» **TASK GOAL**
Up through the line that contains "#[derive(Debug, Clone, PartialEq, Eq, Serialize, Deserialize)]", retype the entries exactly, beginning at the very first line.

» **MATERIAL TO PROCESS**
/// Key that identifies a class cost: one zone method, one class.
#[derive(Debug, Clone, Copy, PartialEq, Eq, Hash, PartialOrd, Ord)]
pub struct ClassCostKey {
    pub zone_method_id: ZoneMethodId,
    pub class_id: ClassId,
}

/// Price rule for a (zone, method, class) triple.
#[derive(Debug, Clone, PartialEq, Serialize, Deserialize)]
#[serde(rename_all = "camelCase")]
pub struct ClassCost {
    pub id: ClassCostId,
    pub shipping_zone_method_id: ZoneMethodId,
    pub shipping_class_id: ClassId,
    #[serde(default)]
    pub shipping_zone_name: String,
    #[serde(default)]
    pub shipping_method_name: String,
    #[serde(default)]
    pub shipping_class_name: String,
    #[serde(with = "rust_decimal::serde::float")]
    pub cost: Decimal,
    pub cost_type: CostType,
}

impl ClassCost {
    #[must_use]
    pub const fn key(&self) -> ClassCostKey {
        ClassCostKey {
            zone_method_id: self.shipping_zone_method_id,
            class_id: self.shipping_class_id,
        }
    }
}

/// Body for creating a class cost.
#[derive(Debug, Clone, PartialEq, Eq, Serialize, Deserialize)]
#[serde(rename_all = "camelCase")]
pub struct NewClassCost {
    pub shipping_zone_method_id: ZoneMethodId,
    pub shipping_class_id: ClassId,
    #[serde(with = "rust_decimal::serde::float")]
    pub cost: Decimal,
    pub cost_type: CostType,
}

impl NewClassCost {
    #[must_use]
    pub const fn key(&self) -> ClassCostKey {
        ClassCostKey {
            zone_method_id: self.shipping_zone_method_id,
            class_id: self.shipping_class_id,
        }
    }
}

/// Body for updating a class cost. The key is fixed after creation, so only
/// the amount and unit travel.
#[derive(Debug, Clone, Copy, PartialEq, Eq, Serialize, Deserialize)]
#[serde(rename_all = "camelCase")]
pub struct ClassCostUpdate {
    #[serde(with = "rust_decimal::serde::float")]
    pub cost: Decimal,
    pub cost_type: CostType,
}

// =============================================================================
// Overview
// =============================================================================

/// Dashboard counters.
#[derive(Debug, Clone, Copy, PartialEq, Eq, Default, Serialize, Deserialize)]
#[serde(rename_all = "camelCase")]
pub struct ShippingOverview {
    pub total_zones: u32,
    pub active_zones: u32,
    pub total_methods: u32,
    pub active_methods: u32,
    pub total_classes: u32,
    pub total_class_costs: u32,
    pub products_with_shipping_class: u32,
    pub products_without_shipping_class: u32,
}

impl ShippingOverview {
    /// Share of products that have a class, in whole percent.
    #[must_use]
    pub fn class_coverage_percent(&self) -> u32 {
        let total = self.products_with_shipping_class + self.products_without_shipping_class;
        if total == 0 {
            return 0;
        }
        (u64::from(self.products_with_shipping_class) * 100 / u64::from(total))
            .try_into()
            .unwrap_or(100)
    }
}

const fn default_true() -> bool {
    true
}
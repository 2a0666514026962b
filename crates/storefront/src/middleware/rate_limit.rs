//! Rate limiting middleware using governor and `tower_governor`.
//!
//! - `review_rate_limiter`: review submission (~10/min per IP)
//! - `cart_rate_limiter`: cart and currency mutations (~100/min per IP)

use std::net::{IpAddr, Ipv4Addr, SocketAddr};
use std::sync::Arc;

use axum::extract::ConnectInfo;
use axum::http::Request;
use governor::clock::QuantaInstant;
use governor::middleware::NoOpMiddleware;
use tower_governor::{GovernorError, GovernorLayer, governor::GovernorConfigBuilder};

// =============================================================================
// Client IP Key Extractor
// =============================================================================

/// Proxy headers checked for the client address, most trusted first.
const CLIENT_IP_HEADERS: [&str; 3] = ["cf-connecting-ip", "x-real-ip", "fly-client-ip"];

/// Key extractor that prefers proxy headers, then the socket peer.
///
/// Requests with no usable address share one bucket instead of being
/// rejected.
#[derive(Clone, Copy)]
pub struct ClientIpKeyExtractor;

impl tower_governor::key_extractor::KeyExtractor for ClientIpKeyExtractor {
    type Key = IpAddr;

    fn extract<T>(&self, req: &Request<T>) -> Result<Self::Key, GovernorError> {
        Ok(client_ip(req))
    }
}

fn client_ip<T>(req: &Request<T>) -> IpAddr {
    let headers = req.headers();

    let from_header = |name: &str| {
        headers
            .get(name)
            .and_then(|v| v.to_str().ok())
            .and_then(|s| s.trim().parse::<IpAddr>().ok())
    };

    if let Some(ip) = CLIENT_IP_HEADERS.into_iter().find_map(from_header) {
        return ip;
    }

    // First hop of X-Forwarded-For
    if let Some(ip) = headers
        .get("x-forwarded-for")
        .and_then(|v| v.to_str().ok())
        .and_then(|s| s.split(',').next())
        .and_then(|s| s.trim().parse::<IpAddr>().ok())
    {
        return ip;
    }

    req.extensions()
        .get::<ConnectInfo<SocketAddr>>()
        .map_or(IpAddr::V4(Ipv4Addr::UNSPECIFIED), |info| info.0.ip())
}

// =============================================================================
// Rate Limiter Configuration
// =============================================================================

/// Rate limiter layer type for Axum.
pub type RateLimiterLayer =
    GovernorLayer<ClientIpKeyExtractor, NoOpMiddleware<QuantaInstant>, axum::body::Body>;

/// Create rate limiter for review submission: ~10 requests per minute per IP.
///
/// # Panics
///
/// This function will not panic. `per_second(6)` and `burst_size(5)` are
/// always accepted by `GovernorConfigBuilder`.
#[must_use]
pub fn review_rate_limiter() -> RateLimiterLayer {
    let config = GovernorConfigBuilder::default()
        .key_extractor(ClientIpKeyExtractor)
        .per_second(6) // Replenish 1 token every 6 seconds (~10/minute)
        .burst_size(5)
        .finish()
        .expect("rate limiter config with per_second(6) and burst_size(5) is valid");
    GovernorLayer::new(Arc::new(config))
}

/// Create rate limiter for cart mutations: ~100 requests per minute per IP.
///
/// # Panics
///
/// This function will not panic. `per_second(1)` and `burst_size(50)` are
/// always accepted by `GovernorConfigBuilder`.
#[must_use]
pub fn cart_rate_limiter() -> RateLimiterLayer {
    let config = GovernorConfigBuilder::default()
        .key_extractor(ClientIpKeyExtractor)
        .per_second(1)
        .burst_size(50)
        .finish()
        .expect("rate limiter config with per_second(1) and burst_size(50) is valid");
    GovernorLayer::new(Arc::new(config))
}

#[cfg(test)]
#[allow(clippy::unwrap_used)]
mod tests {
    use super::*;

    fn request(headers: &[(&str, &str)]) -> Request<()> {
        let mut builder = Request::builder().uri("/cart/add");
        for (name, value) in headers {
            builder = builder.header(*name, *value);
        }
        builder.body(()).unwrap()
    }

    #[test]
    fn test_cloudflare_header_wins() {
        let req = request(&[
            ("x-forwarded-for", "10.0.0.1, 10.0.0.2"),
            ("cf-connecting-ip", "203.0.113.7"),
        ]);
        assert_eq!(client_ip(&req).to_string(), "203.0.113.7");
    }

    #[test]
    fn test_forwarded_for_first_hop() {
        let req = request(&[("x-forwarded-for", "198.51.100.4, 10.0.0.2")]);
        assert_eq!(client_ip(&req).to_string(), "198.51.100.4");
    }

    #[test]
    fn test_connect_info_fallback() {
        let mut req = request(&[]);
        req.extensions_mut()
            .insert(ConnectInfo(SocketAddr::from(([192, 0, 2, 9], 5555))));
        assert_eq!(client_ip(&req).to_string(), "192.0.2.9");
    }

    #[test]
    fn test_unknown_client_shares_bucket() {
        let req = request(&[("x-real-ip", "not-an-ip")]);
        assert_eq!(client_ip(&req), IpAddr::V4(Ipv4Addr::UNSPECIFIED));
    }
}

» **EXPECTED OUTPUT**
/// Key that identifies a class cost: one zone method, one class.
#[derive(Debug, Clone, Copy, PartialEq, Eq, Hash, PartialOrd, Ord)]
pub struct ClassCostKey {
    pub zone_method_id: ZoneMethodId,
    pub class_id: ClassId,
}

/// Price rule for a (zone, method, class) triple.
#[derive(Debug, Clone, PartialEq, Serialize, Deserialize)]
#[serde(rename_all = "camelCase")]
pub struct ClassCost {
    pub id: ClassCostId,
    pub shipping_zone_method_id: ZoneMethodId,
    pub shipping_class_id: ClassId,
    #[serde(default)]
    pub shipping_zone_name: String,
    #[serde(default)]
    pub shipping_method_name: String,
    #[serde(default)]
    pub shipping_class_name: String,
    #[serde(with = "rust_decimal::serde::float")]
    pub cost: Decimal,
    pub cost_type: CostType,
}

impl ClassCost {
    #[must_use]
    pub const fn key(&self) -> ClassCostKey {
        ClassCostKey {
            zone_method_id: self.shipping_zone_method_id,
            class_id: self.shipping_class_id,
        }
    }
}

/// Body for creating a class cost.
#[derive(Debug, Clone, PartialEq, Eq, Serialize, Deserialize)]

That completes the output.